DIRECTIONS FOR THIS TASK → Where the material below has a line containing "impl fmt::Display for Mode", start repeating exactly, and keep going through the line containing "[Mode::Smart, Mode::Naive]", with no other lines.

INFORMATION SHOWN Start Marker

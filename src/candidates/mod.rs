//! Candidate word sets
//!
//! Guess and solution sets share one representation: a sorted word universe
//! with a bitset of members and an index of letter buckets.

mod guesses;
mod index;
mod set;
mod solutions;
mod word_set;

pub use guesses::{GuessCandidates, GuessPool};
pub use index::WordIndex;
pub use set::CandidateSet;
pub use solutions::SolutionCandidates;
pub use word_set::WordSet;
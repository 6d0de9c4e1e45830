//! Game variants and the context a game is played in
//!
//! A variant fixes the word list source and the supported word lengths. The
//! context adds the chosen length and whether solutions are drawn from the
//! narrow solution list (smart) or the full guess list (naive).

use crate::error::{Error, Result};
use std::fmt;
use std::ops::RangeInclusive;

/// Static description of a supported game variant
#[derive(Debug, Clone, PartialEq, Eq)]
pub struct VariantInfo {
    pub id: &'static str,
    pub name: &'static str,
    pub lengths: RangeInclusive<usize>,
    /// Every string of the right length is an accepted guess
    pub all_words: bool,
}

/// Every variant the solver knows about
pub const VARIANTS: &[VariantInfo] = &[
    VariantInfo {
        id: "new_york_times",
        name: "New York Times Wordle",
        lengths: 5..=5,
        all_words: false,
    },
    VariantInfo {
        id: "wordlegame_org",
        name: "wordlegame.org Wordle",
        lengths: 4..=11,
        all_words: false,
    },
    VariantInfo {
        id: "wordplay_com",
        name: "wordplay.com Wordle",
        lengths: 5..=5,
        all_words: false,
    },
    VariantInfo {
        id: "wordlewebsite_com_daily",
        name: "wordlewebsite.com Wordle (Daily)",
        lengths: 5..=5,
        all_words: false,
    },
    VariantInfo {
        id: "wordlewebsite_com_unlimited",
        name: "wordlewebsite.com Wordle (Unlimited)",
        lengths: 5..=5,
        all_words: false,
    },
    VariantInfo {
        id: "absurdle",
        name: "Absurdle",
        lengths: 5..=5,
        all_words: false,
    },
    VariantInfo {
        id: "flappy_birdle",
        name: "Flappy Birdle",
        lengths: 5..=5,
        all_words: true,
    },
];

/// Look up a variant by id
///
/// # Errors
/// Returns `Error::InvalidVariant` for unknown ids.
pub fn variant_info(id: &str) -> Result<&'static VariantInfo> {
    VARIANTS
        .iter()
        .find(|info| info.id == id)
        .ok_or_else(|| Error::InvalidVariant(format!("unknown variant {id:?}")))
}

/// Game variant parameters that candidate sets are bound to
#[derive(Debug, Clone, PartialEq, Eq, Hash)]
pub struct Variant {
    pub id: String,
    pub word_length: usize,
}

impl Variant {
    #[must_use]
    pub fn new(id: impl Into<String>, word_length: usize) -> Self {
        Self {
            id: id.into(),
            word_length,
        }
    }
}

impl fmt::Display for Variant {
    fn fmt(&self, f: &mut fmt::Formatter<'_>) -> fmt::Result {
        write!(f, "{} ({} letters)", self.id, self.word_length)
    }
}

/// Where the candidate solutions come from
#[derive(Debug, Clone, Copy, PartialEq, Eq, Hash)]
pub enum Mode {
    /// Every word in the guess list is an equally likely solution
    Naive,
    /// Only the game's official solution list
    Smart,
}

impl Mode {
    #[must_use]
    pub const fn as_str(self) -> &'static str {
        match self {
            Self::Naive => "naive",
            Self::Smart => "smart",
        }
    }
}

impl fmt::Display for Mode {
    fn fmt(&self, f: &mut fmt::Formatter<'_>) -> fmt::Result {
        f.write_str(self.as_str())
    }
}

/// The variant, length and mode a game is played with
#[derive(Debug, Clone, PartialEq, Eq)]
pub struct Context {
    pub info: &'static VariantInfo,
    pub variant: Variant,
    pub mode: Mode,
}

impl Context {
    /// Create a context, inferring the length when the variant has only one
    ///
    /// # Errors
    /// Returns `Error::InvalidVariant` if the variant is unknown, the length is
    /// unsupported or cannot be inferred, or naive mode is requested for a
    /// variant where every word is a valid guess.
    pub fn new(id: &str, mode: Mode, word_length: Option<usize>) -> Result<Self> {
        let info = variant_info(id)?;

        if mode == Mode::Naive && info.all_words {
            return Err(Error::InvalidVariant(format!(
                "naive mode is not valid for {id}, every word is a guess"
            )));
        }

        let word_length = match word_length {
            Some(length) if info.lengths.contains(&length) => length,
            Some(length) => {
                return Err(Error::InvalidVariant(format!(
                    "{id} does not support {length} letter words"
                )));
            }
            None if info.lengths.start() == info.lengths.end() => *info.lengths.start(),
            None => {
                return Err(Error::InvalidVariant(format!(
                    "{id} supports lengths {}-{}, pick one",
                    info.lengths.start(),
                    info.lengths.end()
                )));
            }
        };

        Ok(Self {
            info,
            variant: Variant::new(id, word_length),
            mode,
        })
    }

    /// Every supported (variant, mode, length) combination
    pub fn all() -> impl Iterator<Item = Self> {
        VARIANTS.iter().flat_map(|info| {
            [Mode::Smart, Mode::Naive]
                .into_iter()
                .filter(move |&mode| !(mode == Mode::Naive && info.all_words))
                .flat_map(move |mode| {
                    info.lengths.clone().map(move |word_length| Self {
                        info,
                        variant: Variant::new(info.id, word_length),
                        mode,
                    })
                })
        })
    }

    #[must_use]
    pub const fn word_length(&self) -> usize {
        self.variant.word_length
    }
}

impl fmt::Display for Context {
    fn fmt(&self, f: &mut fmt::Formatter<'_>) -> fmt::Result {
        write!(
            f,
            "{} {} length {}",
            self.mode, self.info.name, self.variant.word_length
        )
    }
}

#[cfg(test)]
mod tests {
    use super::*;

    #[test]
    fn context_infers_single_length() {
        let context = Context::new("new_york_times", Mode::Smart, None).unwrap();
        assert_eq!(context.word_length(), 5);
        assert_eq!(context.variant, Variant::new("new_york_times", 5));
    }

    #[test]
    fn context_requires_length_for_ranges() {
        assert!(Context::new("wordlegame_org", Mode::Smart, None).is_err());
        assert!(Context::new("wordlegame_org", Mode::Smart, Some(3)).is_err());
        assert_eq!(
            Context::new("wordlegame_org", Mode::Naive, Some(7))
                .unwrap()
                .word_length(),
            7
        );
    }

    #[test]
    fn context_rejects_naive_all_words() {
        assert!(matches!(
            Context::new("flappy_birdle", Mode::Naive, None),
            Err(Error::InvalidVariant(_))
        ));
        assert!(Context::new("flappy_birdle", Mode::Smart, None).is_ok());
    }

    #[test]
    fn context_unknown_variant() {
        assert!(Context::new("nope", Mode::Smart, None).is_err());
    }

    #[test]
    fn all_contexts_enumerated() {
        let contexts: Vec<Context> = Context::all().collect();
        // 5 single-length variants with two modes, flappy birdle smart only,
        // and wordlegame.org with 8 lengths in two modes
        assert_eq!(contexts.len(), 5 * 2 + 1 + 8 * 2);
        assert!(
            contexts
                .iter()
                .all(|c| !(c.info.all_words && c.mode == Mode::Naive))
        );
    }
}
//! Game session driving the search turn by turn

use super::search::{BestGuesses, CacheSlot, SearchOptions, best_guesses};
use crate::cache::ResultCache;
use crate::candidates::{GuessCandidates, SolutionCandidates};
use crate::core::{Context, Feedback, Turn, Word};
use crate::error::Result;

/// One game in a fixed context
///
/// The guess candidates stay fixed for the whole game, each search works on
/// its own copy. The solution candidates shrink as turns are played.
pub struct Solver {
    context: Context,
    guesses: GuessCandidates,
    initial_solutions: SolutionCandidates,
    solutions: SolutionCandidates,
    turns: Vec<Turn>,
    cache: Option<ResultCache>,
    options: SearchOptions,
}

impl Solver {
    #[must_use]
    pub fn new(
        context: Context,
        guesses: GuessCandidates,
        solutions: SolutionCandidates,
        cache: Option<ResultCache>,
        options: SearchOptions,
    ) -> Self {
        Self {
            context,
            guesses,
            initial_solutions: solutions.clone(),
            solutions,
            turns: Vec::new(),
            cache,
            options,
        }
    }

    #[must_use]
    pub const fn context(&self) -> &Context {
        &self.context
    }

    #[must_use]
    pub const fn guesses(&self) -> &GuessCandidates {
        &self.guesses
    }

    /// Solutions still consistent with every turn played
    #[must_use]
    pub const fn solutions(&self) -> &SolutionCandidates {
        &self.solutions
    }

    #[must_use]
    pub fn turns(&self) -> &[Turn] {
        &self.turns
    }

    /// Best guesses for the current position
    ///
    /// # Errors
    /// See [`best_guesses`].
    pub fn best_guesses(&mut self) -> Result<BestGuesses> {
        let mut guesses = self.guesses.clone();
        let cache = self.cache.as_mut().map(|cache| CacheSlot {
            cache,
            turns: &self.turns,
        });
        best_guesses(&mut guesses, &self.solutions, &self.options, cache)
    }

    /// Record a turn and drop solutions it rules out
    pub fn play(&mut self, guess: Word, feedback: Feedback) {
        self.solutions.restrict(&guess, feedback);
        self.turns.push((guess, feedback));
    }

    /// Back to the start of the game
    pub fn reset(&mut self) {
        self.solutions = self.initial_solutions.clone();
        self.turns.clear();
    }
}

#[cfg(test)]
mod tests {
    use super::*;
    use crate::core::{Mode, feedback_for};
    use crate::solver::Parallelism;

    fn setup() -> Solver {
        let context = Context::new("new_york_times", Mode::Smart, None).unwrap();
        let words = |list: &[&str]| -> Vec<Word> { list.iter().map(|w| Word::new(w).unwrap()).collect() };
        let guesses = GuessCandidates::explicit(
            context.variant.clone(),
            words(&["crane", "slate", "irate", "crate", "grate", "magic"]),
        )
        .unwrap();
        let solutions =
            SolutionCandidates::new(context.variant.clone(), words(&["irate", "crate", "grate"]))
                .unwrap();
        let options = SearchOptions {
            parallelism: Parallelism::Off,
            progress: false,
        };
        Solver::new(context, guesses, solutions, None, options)
    }

    #[test]
    fn best_guesses_from_start() {
        let mut solver = setup();
        let best = solver.best_guesses().unwrap();
        assert_eq!(best.rank.worst(), 1);
        assert_eq!(best.guesses, [Word::new("magic").unwrap()]);
        // The guess list is untouched by elimination inside the search
        assert_eq!(solver.guesses().len(), 6);
    }

    #[test]
    fn play_restricts_and_records() {
        let mut solver = setup();
        let guess = Word::new("crane").unwrap();
        let answer = Word::new("irate").unwrap();
        solver.play(guess, feedback_for(&guess, &answer));

        assert_eq!(solver.turns().len(), 1);
        assert_eq!(solver.solutions().to_vec(), [Word::new("grate").unwrap(), answer]);
    }

    #[test]
    fn reset_restores_start() {
        let mut solver = setup();
        let guess = Word::new("crate").unwrap();
        solver.play(guess, Feedback::perfect(5));
        assert_eq!(solver.solutions().len(), 1);

        solver.reset();
        assert_eq!(solver.solutions().len(), 3);
        assert!(solver.turns().is_empty());
    }
}
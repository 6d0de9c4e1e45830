//! Fixed-universe bitset of word indices
//!
//! Index buckets and candidate memberships are sets over the positions of a
//! sorted word list, so set algebra is a handful of word-wide bit operations.

use std::fmt;
use std::iter::FusedIterator;

const BITS: usize = u64::BITS as usize;

/// A set of indices in `0..capacity`
#[derive(Clone, PartialEq, Eq, Hash)]
pub struct WordSet {
    blocks: Vec<u64>,
    capacity: usize,
}

impl WordSet {
    /// An empty set over `capacity` indices
    #[must_use]
    pub fn empty(capacity: usize) -> Self {
        Self {
            blocks: vec![0; capacity.div_ceil(BITS)],
            capacity,
        }
    }

    /// A set holding every index below `capacity`
    #[must_use]
    pub fn full(capacity: usize) -> Self {
        let mut set = Self {
            blocks: vec![u64::MAX; capacity.div_ceil(BITS)],
            capacity,
        };
        set.trim();
        set
    }

    fn trim(&mut self) {
        let tail = self.capacity % BITS;
        if tail != 0 {
            if let Some(last) = self.blocks.last_mut() {
                *last &= (1 << tail) - 1;
            }
        }
    }

    #[inline]
    #[must_use]
    pub const fn capacity(&self) -> usize {
        self.capacity
    }

    #[inline]
    pub fn insert(&mut self, index: usize) {
        debug_assert!(index < self.capacity);
        self.blocks[index / BITS] |= 1 << (index % BITS);
    }

    #[inline]
    pub fn remove(&mut self, index: usize) {
        debug_assert!(index < self.capacity);
        self.blocks[index / BITS] &= !(1 << (index % BITS));
    }

    #[inline]
    #[must_use]
    pub fn contains(&self, index: usize) -> bool {
        index < self.capacity && self.blocks[index / BITS] & (1 << (index % BITS)) != 0
    }

    /// Number of indices in the set
    #[must_use]
    pub fn len(&self) -> usize {
        self.blocks.iter().map(|b| b.count_ones() as usize).sum()
    }

    #[must_use]
    pub fn is_empty(&self) -> bool {
        self.blocks.iter().all(|&b| b == 0)
    }

    /// Keep only indices also in `other`
    pub fn intersect_with(&mut self, other: &Self) {
        debug_assert_eq!(self.capacity, other.capacity);
        for (a, b) in self.blocks.iter_mut().zip(&other.blocks) {
            *a &= b;
        }
    }

    /// Remove every index in `other`
    pub fn difference_with(&mut self, other: &Self) {
        debug_assert_eq!(self.capacity, other.capacity);
        for (a, b) in self.blocks.iter_mut().zip(&other.blocks) {
            *a &= !b;
        }
    }

    /// Add every index in `other`
    pub fn union_with(&mut self, other: &Self) {
        debug_assert_eq!(self.capacity, other.capacity);
        for (a, b) in self.blocks.iter_mut().zip(&other.blocks) {
            *a |= b;
        }
    }

    #[must_use]
    pub fn is_disjoint(&self, other: &Self) -> bool {
        self.blocks
            .iter()
            .zip(&other.blocks)
            .all(|(a, b)| a & b == 0)
    }

    /// Indices in ascending order
    #[must_use]
    pub fn iter(&self) -> Iter<'_> {
        Iter {
            blocks: &self.blocks,
            block: 0,
            current: self.blocks.first().copied().unwrap_or(0),
        }
    }
}

impl fmt::Debug for WordSet {
    fn fmt(&self, f: &mut fmt::Formatter<'_>) -> fmt::Result {
        f.debug_set().entries(self.iter()).finish()
    }
}

/// Iterates over the indices of a [`WordSet`] in ascending order
pub struct Iter<'a> {
    blocks: &'a [u64],
    block: usize,
    current: u64,
}

impl Iterator for Iter<'_> {
    type Item = usize;

    fn next(&mut self) -> Option<Self::Item> {
        loop {
            if self.current != 0 {
                let bit = self.current.trailing_zeros() as usize;
                self.current &= self.current - 1;
                return Some(self.block * BITS + bit);
            }
            self.block += 1;
            self.current = *self.blocks.get(self.block)?;
        }
    }
}

impl FusedIterator for Iter<'_> {}

impl<'a> IntoIterator for &'a WordSet {
    type Item = usize;
    type IntoIter = Iter<'a>;

    fn into_iter(self) -> Self::IntoIter {
        self.iter()
    }
}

INFORMATION SHOWN End Marker

FINISHED EXERCISE →
impl fmt::Display for Mode {
    fn fmt(&self, f: &mut fmt::Formatter<'_>) -> fmt::Result {
        f.write_str(self.as_str())
    }
}

/// The variant, length and mode a game is played with
#[derive(Debug, Clone, PartialEq, Eq)]
pub struct Context {
    pub info: &'static VariantInfo,
    pub variant: Variant,
    pub mode: Mode,
}

impl Context {
    /// Create a context, inferring the length when the variant has only one
    ///
    /// # Errors
    /// Returns `Error::InvalidVariant` if the variant is unknown, the length is
    /// unsupported or cannot be inferred, or naive mode is requested for a
    /// variant where every word is a valid guess.
    pub fn new(id: &str, mode: Mode, word_length: Option<usize>) -> Result<Self> {
        let info = variant_info(id)?;

        if mode == Mode::Naive && info.all_words {
            return Err(Error::InvalidVariant(format!(
                "naive mode is not valid for {id}, every word is a guess"
            )));
        }

        let word_length = match word_length {
            Some(length) if info.lengths.contains(&length) => length,
            Some(length) => {
                return Err(Error::InvalidVariant(format!(
                    "{id} does not support {length} letter words"
                )));
            }
            None if info.lengths.start() == info.lengths.end() => *info.lengths.start(),
            None => {
                return Err(Error::InvalidVariant(format!(
                    "{id} supports lengths {}-{}, pick one",
                    info.lengths.start(),
                    info.lengths.end()
                )));
            }
        };

        Ok(Self {
            info,
            variant: Variant::new(id, word_length),
            mode,
        })
    }

    /// Every supported (variant, mode, length) combination
    pub fn all() -> impl Iterator<Item = Self> {
        VARIANTS.iter().flat_map(|info| {
            [Mode::Smart, Mode::Naive]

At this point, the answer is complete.